Re: Content-Disposition next steps from Adam Barth on 2010-12-16 (ietf-http-wg@w3.org from October to December 2010)

From: Adam Barth <ietf@adambarth.com>
Date: Thu, 16 Dec 2010 12:10:04 -0800
To: Jungshik Shin (신정식, 申政湜) <jungshik@google.com>
Cc: Maciej Stachowiak <mjs@apple.com>, Julian Reschke <julian.reschke@gmx.de>, Mark Nottingham <mnot@mnot.net>, HTTP Working Group <ietf-http-wg@w3.org>
Message-ID: <AANLkTinwRL6x+R+gnFf-6wX=5HYh0zC3LaDGCvaNEzXf@mail.gmail.com>
2010/12/16 Jungshik Shin (신정식, 申政湜) <jungshik@google.com>:
> On Mon, Dec 13, 2010 at 3:00 AM, Adam Barth <ietf@adambarth.com> wrote:
>> On Mon, Dec 13, 2010 at 2:54 AM, Maciej Stachowiak <mjs@apple.com> wrote:
>> > I wanted to add, for clarity, that we don't see any major problems in
>> > Adam's proposal as-is, though we'd suggest adding ISO-8859-1 as a final
>> > fallback.
>>
>> Done.
>>
>> > If there is a test suite that matches the expectations of Adam's
>> > proposal and is easy to run, I'll try to get someone to run it. Or if this
>> > testing has already been done, I can comment on the ways it diverges from
>> > Safari behavior and whether we are likely to care.
>>
>> Julian has written a nice test suite.  We'll just need to set the
>> expectations.
>>
>> > On Dec 13, 2010, at 1:28 AM, Julian Reschke wrote:
>> >
>> >> Hi Maciej,
>> >>
>> >> thanks for forwarding.
>> >>
>> >> On 13.12.2010 10:06, Maciej Stachowiak wrote:
>> >>> Here are some comments from my colleague Alexey Proskuryakov on your
>> >>> proposal. I know these may have been outpaced by the considerable
>> >>> discussion since that point, but they still seem like they could be
>> >>> useful.
>> >>>
>> >>>> I only know about file name decoding - all parsing is of course in
>> >>>> CFNetwork, and most logic is in Launch Services, I think.
>> >>>>
>> >>>> Adam's proposal is a step forward in that it acknowledges the need to
>> >>>> process raw non-ASCII bytes in filename, which is the only encoding
>> >>
>> >> That's incorrect in that the base spec already says it's ISO-8859-1
>> >> (although this may be hard to find in the published specs as opposed to the
>> >> Internet Draft we're discussing).
>> >>
>> >> (maybe this is a case where Alexey looked at an old proposal?)
>> >
>> > I suspect he looked at the existing published RFC. In any case, treating
>> > everything as Latin1 is likely not acceptable to us. We came up with our
>> > (somewhat complicated) rule through a long process of trial and error based
>> > on bug reports and user requirements.
>
> Yes, just assuming ISO-8859-1 is rather Western-Europe-centric (it's like
> assuming ISO-8859-1 for unlabelled HTML pages. ISO-8859-1 is supposed to be
> assumed for unlabelled HTML pages, but none of major web browsers did that
> because that simply does not work for non-Western-European web pages) and is
> not acceptable for web compatibility. There are way too many web sites that
> emit raw 8-byte sequences in other encodings (that are usually in the
> encoding used by 'referring' pages, but not always).
>
>> The rule in my proposal isn't quite as complicated as what Safari
>> implements.  In particular, the proposal doesn't take the current
>> frame encoding into account.
>
> Huh? In your initial proposal, you mentioned trying 'referrer charset' after
> UTF-8. I've just checked your latest draft and that stop was dropped.

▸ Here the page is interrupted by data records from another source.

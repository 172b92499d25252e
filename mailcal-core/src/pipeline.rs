//! One mailcal run: refresh the event cache, then the output document.

use std::fs::File;
use std::io::{self, BufWriter, Write};
use std::path::{Path, PathBuf};

use chrono::NaiveDate;

use crate::cache::{CacheLayout, DocumentRecord, ExtractionRecord, Manifest, hash_maildir, hash_tree};
use crate::date_range::{DEFAULT_FUTURE_DAYS, DEFAULT_PAST_DAYS, DateWindow};
use crate::error::{MailCalError, MailCalResult};
use crate::ics::{Extractor, assemble};
use crate::maildir;
use crate::store::{DateIndex, EventStore, SaveOutcome};

/// Where the assembled calendar goes.
#[derive(Debug, Clone, PartialEq, Eq)]
pub enum OutputTarget {
    Stdout,
    File(PathBuf),
}

impl OutputTarget {
    fn path(&self) -> Option<&Path> {
        match self {
            OutputTarget::Stdout => None,
            OutputTarget::File(path) => Some(path),
        }
    }
}

/// Everything a run needs to know, as handed over by the CLI.
#[derive(Debug, Clone)]
pub struct RunOptions {
    pub mailbox: PathBuf,
    pub output: OutputTarget,
    /// Ignore events that ended more than this many days ago.
    pub past_days: u32,
    /// Ignore events starting more than this many days ahead.
    pub future_days: u32,
    pub add_alarm: bool,
    pub broken_utf8: bool,
    pub force: bool,
    pub cache_root: PathBuf,
}

impl RunOptions {
    pub fn new(mailbox: impl Into<PathBuf>, cache_root: impl Into<PathBuf>) -> Self {
        RunOptions {
            mailbox: mailbox.into(),
            output: OutputTarget::Stdout,
            past_days: DEFAULT_PAST_DAYS,
            future_days: DEFAULT_FUTURE_DAYS,
            add_alarm: false,
            broken_utf8: false,
            force: false,
            cache_root: cache_root.into(),
        }
    }
}

/// Which cache levels were rebuilt by a run.
#[derive(Debug, Clone, Copy, PartialEq, Eq, Default)]
pub struct RunOutcome {
    pub extracted: bool,
    pub generated: bool,
}

/// State of a single run. Holds what used to be process-wide: the options,
/// the manifest from the previous run and the reference day.
pub struct Pipeline {
    options: RunOptions,
    layout: CacheLayout,
    manifest: Manifest,
    today: NaiveDate,
}

impl Pipeline {
    pub fn new(mut options: RunOptions) -> MailCalResult<Self> {
        if !options.mailbox.is_dir() {
            return Err(MailCalError::MailboxNotFound(options.mailbox));
        }
        options.mailbox = std::fs::canonicalize(&options.mailbox)?;

        let layout = CacheLayout::for_mailbox(&options.cache_root, &options.mailbox);
        let manifest = Manifest::load(&layout.manifest_path());

        Ok(Pipeline {
            options,
            layout,
            manifest,
            today: chrono::Local::now().date_naive(),
        })
    }

    /// Use `today` instead of the current date for the output window and
    /// the reminder cutoff.
    pub fn with_today(mut self, today: NaiveDate) -> Self {
        self.today = today;
        self
    }

    pub fn layout(&self) -> &CacheLayout {
        &self.layout
    }

    pub fn window(&self) -> DateWindow {
        DateWindow::around(self.today, self.options.past_days, self.options.future_days)
    }

    pub fn run(&mut self) -> MailCalResult<RunOutcome> {
        std::fs::create_dir_all(self.layout.root())?;

        let (index, extracted) = self.refresh_events()?;
        let generated = self.refresh_document(&index)?;

        if extracted || generated {
            self.manifest.save(&self.layout.manifest_path())?;
        }

        Ok(RunOutcome {
            extracted,
            generated,
        })
    }

    // =========================================================================
    // Level 1: event store
    // =========================================================================

    fn extraction_is_stale(&self, mailbox_hash: &str) -> bool {
        let Some(last) = &self.manifest.extraction else {
            return true;
        };

        self.options.force
            || last.mailbox_hash != mailbox_hash
            || !self.layout.events_dir().is_dir()
            || last.store_hash != hash_tree(&self.layout.events_dir())
            || last.index_hash != hash_tree(&self.layout.index_path())
            || last.add_alarm != self.options.add_alarm
            || last.broken_utf8 != self.options.broken_utf8
    }

    fn refresh_events(&mut self) -> MailCalResult<(DateIndex, bool)> {
        let mailbox_hash = hash_maildir(&self.options.mailbox);

        if !self.extraction_is_stale(&mailbox_hash) {
            match DateIndex::load(&self.layout.index_path()) {
                Ok(index) => {
                    tracing::info!("Event cache is up to date ({} events)", index.len());
                    return Ok((index, false));
                }
                Err(e) => tracing::warn!("Rebuilding event cache: {}", e),
            }
        }

        let index = self.extract_all()?;
        let index_path = self.layout.index_path();
        index.save(&index_path)?;

        self.manifest.extraction = Some(ExtractionRecord {
            mailbox_hash,
            store_hash: hash_tree(&self.layout.events_dir()),
            index_hash: hash_tree(&index_path),
            add_alarm: self.options.add_alarm,
            broken_utf8: self.options.broken_utf8,
        });

        Ok((index, true))
    }

    fn extract_all(&self) -> MailCalResult<DateIndex> {
        let mut store = EventStore::open(self.layout.events_dir());
        store.reset()?;

        let extractor = Extractor::new(self.options.add_alarm, self.today);
        let mut written = 0;

        for path in maildir::message_paths(&self.options.mailbox) {
            let raw = match std::fs::read(&path) {
                Ok(raw) => raw,
                Err(e) => {
                    tracing::warn!("Skipping {}: {}", path.display(), e);
                    continue;
                }
            };
            let parts = match maildir::calendar_parts(&raw, self.options.broken_utf8) {
                Ok(parts) => parts,
                Err(e) => {
                    tracing::warn!("Skipping unparseable mail {}: {}", path.display(), e);
                    continue;
                }
            };

            for text in parts {
                for event in extractor.extract(&text) {
                    let identity = event.identity().unwrap_or_default().to_string();
                    match store.save(event) {
                        Ok(SaveOutcome::Written) => written += 1,
                        Ok(_) => {}
                        Err(e) => tracing::warn!(
                            "Skipping event {:?} from {}: {}",
                            identity,
                            path.display(),
                            e
                        ),
                    }
                }
            }
        }

        tracing::info!(
            "Extracted events from {}: {} writes, {} stored",
            self.options.mailbox.display(),
            written,
            store.index().len()
        );
        Ok(store.into_index())
    }

    // =========================================================================
    // Level 2: output document
    // =========================================================================

    fn document_is_stale(&self, record: &DocumentRecord) -> bool {
        let Some(last) = &self.manifest.document else {
            return true;
        };
        let output = self.options.output.path();

        self.options.force
            || last.store_hash != record.store_hash
            || last.index_hash != record.index_hash
            || last.past != record.past
            || last.future != record.future
            || output.is_none()
            || last.output.as_deref() != output
            || !output.is_some_and(Path::exists)
    }

    fn refresh_document(&mut self, index: &DateIndex) -> MailCalResult<bool> {
        let window = self.window();
        let record = DocumentRecord {
            store_hash: hash_tree(&self.layout.events_dir()),
            index_hash: hash_tree(&self.layout.index_path()),
            past: window.past.clone(),
            future: window.future.clone(),
            output: self.options.output.path().map(Path::to_path_buf),
        };

        if !self.document_is_stale(&record) {
            tracing::info!("Calendar is up to date, not regenerating");
            return Ok(false);
        }

        let written = self.write_document(index, &window)?;
        tracing::info!(
            "Wrote {} events between {} and {}",
            written,
            window.past,
            window.future
        );

        self.manifest.document = Some(record);
        Ok(true)
    }

    fn write_document(&self, index: &DateIndex, window: &DateWindow) -> MailCalResult<usize> {
        let events_dir = self.layout.events_dir();

        match &self.options.output {
            OutputTarget::Stdout => {
                let mut out = io::stdout().lock();
                match assemble(&events_dir, index, window, &mut out) {
                    Ok(written) => Ok(written),
                    Err(e) if e.kind() == io::ErrorKind::BrokenPipe => {
                        tracing::debug!("Standard output closed early");
                        Ok(0)
                    }
                    Err(e) => Err(e.into()),
                }
            }
            OutputTarget::File(path) => {
                let mut temp = path.clone().into_os_string();
                temp.push(".tmp");
                let temp = PathBuf::from(temp);

                let mut out = BufWriter::new(File::create(&temp)?);
                let written = assemble(&events_dir, index, window, &mut out)?;
                out.into_inner().map_err(|e| e.into_error())?.sync_all()?;
                std::fs::rename(&temp, path)?;
                Ok(written)
            }
        }
    }
}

> I think it does not reflect the reality. As I wrote above, there are way too
> many web servers that just emit raw 8-bit byte sequences in 'legacy'
> (non-UTF-8) encodings. Their numbers will get smaller as more pages switch
> to UTF-8, but it'll be a long while before they're all gone (either
> switching to UTF-8 and emitting raw UTF-8 bytes or becoming compliant to RFC
> 5987, the former of which is more likely for 'small' web sites).
>
> Chrome's implementation has an argument for that and it works most of time.

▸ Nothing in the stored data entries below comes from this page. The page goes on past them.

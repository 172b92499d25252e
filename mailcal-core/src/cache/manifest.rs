//! Record of what the previous run produced.

use std::path::{Path, PathBuf};

use serde::{Deserialize, Serialize};

use crate::error::{MailCalError, MailCalResult};

/// Inputs and results of the last extraction.
#[derive(Debug, Clone, PartialEq, Eq, Serialize, Deserialize)]
pub struct ExtractionRecord {
    pub mailbox_hash: String,
    pub store_hash: String,
    pub index_hash: String,
    pub add_alarm: bool,
    pub broken_utf8: bool,
}

/// Inputs of the last generated document.
#[derive(Debug, Clone, PartialEq, Eq, Serialize, Deserialize)]
pub struct DocumentRecord {
    pub store_hash: String,
    pub index_hash: String,
    pub past: String,
    pub future: String,
    /// `None` when the document went to standard output.
    pub output: Option<PathBuf>,
}

/// Stored as `manifest.toml` with one table per cache level.
#[derive(Debug, Clone, Default, PartialEq, Eq, Serialize, Deserialize)]
pub struct Manifest {
    pub extraction: Option<ExtractionRecord>,
    pub document: Option<DocumentRecord>,
}

impl Manifest {
    /// Load the manifest. A missing or unreadable one is treated as empty,
    /// which makes the next run rebuild everything.
    pub fn load(path: &Path) -> Self {
        let content = match std::fs::read_to_string(path) {
            Ok(content) => content,
            Err(e) => {
                tracing::debug!("No manifest at {}: {}", path.display(), e);
                return Manifest::default();
            }
        };

        toml::from_str(&content).unwrap_or_else(|e| {
            tracing::warn!("Ignoring unreadable manifest {}: {}", path.display(), e);
            Manifest::default()
        })
    }

    pub fn save(&self, path: &Path) -> MailCalResult<()> {
        if let Some(parent) = path.parent() {
            std::fs::create_dir_all(parent)?;
        }
        let content =
            toml::to_string_pretty(self).map_err(|e| MailCalError::Manifest(e.to_string()))?;

        let temp = path.with_extension("toml.tmp");
        std::fs::write(&temp, content)?;
        std::fs::rename(&temp, path)?;
        Ok(())
    }
}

> Firefox has done the same for almost a decade and its implementation works
> in more cases). 'referrer charset' is meant to be the character encoding of
> a frame that refers to a file being downloaded. Even when that fails, one
> can finally resorts to the legacy character encoding most widely used for
> the UI language of a UA.
> I saw, in Webkit tree that  Safari passes a list of fallback charsets
> (including that of the frame charset) to try, but the last time I tried it
> with my test pages, it didn't seem to work as expected. That may have
> changed since.
> In case of IE, depending on the default system code page of Windows where IE
> is running, the interpretation of raw byte sequences  is different. A lot of
> Chinese and Korean web sites can get away with emitting raw-byte sequences
> in Windows-932 (GBK), Windows-950 (Big5), and Windows-949 (extended EUC-KR)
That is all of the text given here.